I happen to find the modern approach works better for me and my games. It supports me as a GM. It reduces the need for me to exercise discretion. And it brings out more interesting play from my players in social encounters.

I think you've got that backwards. The traditional approach, it seems to me, puts more responsibility on the players to decide when and how they occur.
Not in my experience. If a player roleplays her/his heart out, with her +100 to Seduction PC, but the GM has decided the difficulty for influencing the Titan is Absurd, then there is nothing the player can do to drive the encounter in a certain direction but to roll the dice and hope for luck, and that the GM will interpret success in the way the the player wants it to be interpreted. If the GM is having an off day, it can all go wrong (or at least boring) in a way that combats in games like D&D and 4e, simply in virtue of the intracy of mechanical play (and hence intricacy of interpretation of the imagined ingame situation), do not. In my experience, the modern approach goes a long way to eliminating this risk, becuase it introduces mechanical drives for ingame events (eg in skill challenges, the necessity to interpret the ingame meaning of each skill check, and to frame the next skill check in light of that) which resemble the way fantasy RPGs have tended to handle combat (each turn produces movement which can change the tactical situation, a die roll to see if hit points are deducted which can also change the tactical situation, etc).

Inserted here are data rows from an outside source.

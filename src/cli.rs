//! CLI argument parsing with subcommand architecture.

use clap::{Args, Parser, Subcommand};
use warden_core::auth::Role;
use warden_core::lifecycle::logging::LogFormat;

#[derive(Parser)]
#[command(name = "warden", version, about = "Secure API gateway and job runner")]
pub struct Cli {
    #[command(subcommand)]
    pub command: Option<Command>,
}

#[derive(Subcommand)]
pub enum Command {
    /// Run the server (default when no subcommand is given)
    Run(RunArgs),
    /// Load and validate a config file, then exit
    CheckConfig(ConfigArgs),
    /// Mint a signed bearer token for local testing
    IssueToken(IssueTokenArgs),
}

#[derive(Args, Debug, Clone)]
pub struct ConfigArgs {
    /// Path to config file
    #[arg(short, long, default_value = "config.yaml", env = "WARDEN_CONFIG")]
    pub config: String,
}

impl Default for ConfigArgs {
    fn default() -> Self {
        Self {
            config: "config.yaml".to_string(),
        }
    }
}

#[derive(Args, Debug)]
pub struct RunArgs {
    #[command(flatten)]
    pub config: ConfigArgs,

    /// Listen host
    #[arg(long, env = "WARDEN_HOST")]
    pub host: Option<String>,

    /// Listen port
    #[arg(long, env = "WARDEN_PORT")]
    pub port: Option<u16>,

    /// Log level
    #[arg(long, default_value = "info", env = "WARDEN_LOG_LEVEL")]
    pub log_level: String,

    /// Log format: text or json
    #[arg(long, default_value = "text", env = "WARDEN_LOG_FORMAT")]
    pub log_format: LogFormat,

    /// Seconds to let in-flight requests drain after a stop signal
    #[arg(long, default_value = "5")]
    pub shutdown_timeout: u64,
}

impl Default for RunArgs {
    fn default() -> Self {
        Self {
            config: ConfigArgs::default(),
            host: None,
            port: None,
            log_level: "info".to_string(),
            log_format: LogFormat::Text,
            shutdown_timeout: 5,
        }
    }
}

#[derive(Args, Debug)]
pub struct IssueTokenArgs {
    #[command(flatten)]
    pub config: ConfigArgs,

    /// Subject of the token
    #[arg(long)]
    pub user_id: String,

    #[arg(long)]
    pub email: Option<String>,

    /// user, moderator, admin or super_admin
    #[arg(long, default_value = "user")]
    pub role: Role,

    /// Extra permission on top of the role's defaults (repeatable)
    #[arg(long = "permission")]
    pub permissions: Vec<String>,

    /// Lifetime in seconds (defaults to auth.token-ttl-secs)
    #[arg(long)]
    pub ttl: Option<u64>,
}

I wouldn't imagine that everyone, or even a majority of those who visit ENworld, would share my preference for the modern over the traditional approach. I would expect most people familiar with both types of games to notice that there is a difference between them, though. And I have tried my best to answer your question, in relation to the modern approach, of how it works.
 

I wouldn't exactly call it "modern". Bad DMs have been doing it for years.
Seriously. The best games I ever play in are character and DM driven, not mechanic driven. Players and DMs, not levels, should approximate the challenges and risks of the players' actions. Walking to your mailbox should not be just as challenging as traveling to mount doom.
I think using mechanics as the basis for an encounter, challenge, or conflict is a mistake- likewise, using them as the sole determiner of success is a mistake- it undermines the entire reason for playing a roleplaying game or DMing one. It decreases player investment in the actions of his character, and it decreases the creative control of the DM.
It supports thinking inside the box (the game) when RPGing should be about thinking outside of and beyond it (real life).

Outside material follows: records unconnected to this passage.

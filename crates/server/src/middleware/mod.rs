pub mod internal_auth;
pub mod request_context;
pub mod request_logging;
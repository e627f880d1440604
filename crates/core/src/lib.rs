pub mod auth;
pub mod config;
pub mod context;
pub mod error;
pub mod jobs;
pub mod lifecycle;
pub mod profile;
pub mod rate_limit;
pub mod sanitize;
pub mod validation;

Don't get me wrong, I like having mechanical support for player action or an interactive environment. But I just think you are putting the cart before the horse.

OTOH, the best games I've ever played are run by a solid DM with solid mechanics backing him up. Most definitely the best games I've ever run have fallen into this as well.

I mean, if the "best part" of an RPG is outside of the mechanics, wouldn't it make sense to minimize mechanics as much as possible? Yet, game after game, is going to a solid basis mechanics - a small (or possibly not so small) number of mechanics that can be universally applied.

Wouldn't gamers want the opposite if what you are saying is true?
 

pemerton said:
If a player roleplays her/his heart out, with her +100 to Seduction PC, but the GM has decided the difficulty for influencing the Titan is Absurd, then there is nothing the player can do to drive the encounter in a certain direction but to roll the dice and hope for luck, and that the GM will interpret success in the way the the player wants it to be interpreted.
Right -- and how is this any different in your HQ or 4e game?

See, you posted your preference along with a quote of my opinion that if things are to be sensible then one must base odds of success on what is actually being attempted. Along the way, you made claims about "GM discretion" that I am afraid I just do not see supported here at all. What I see, really, is just the opposite of those claims!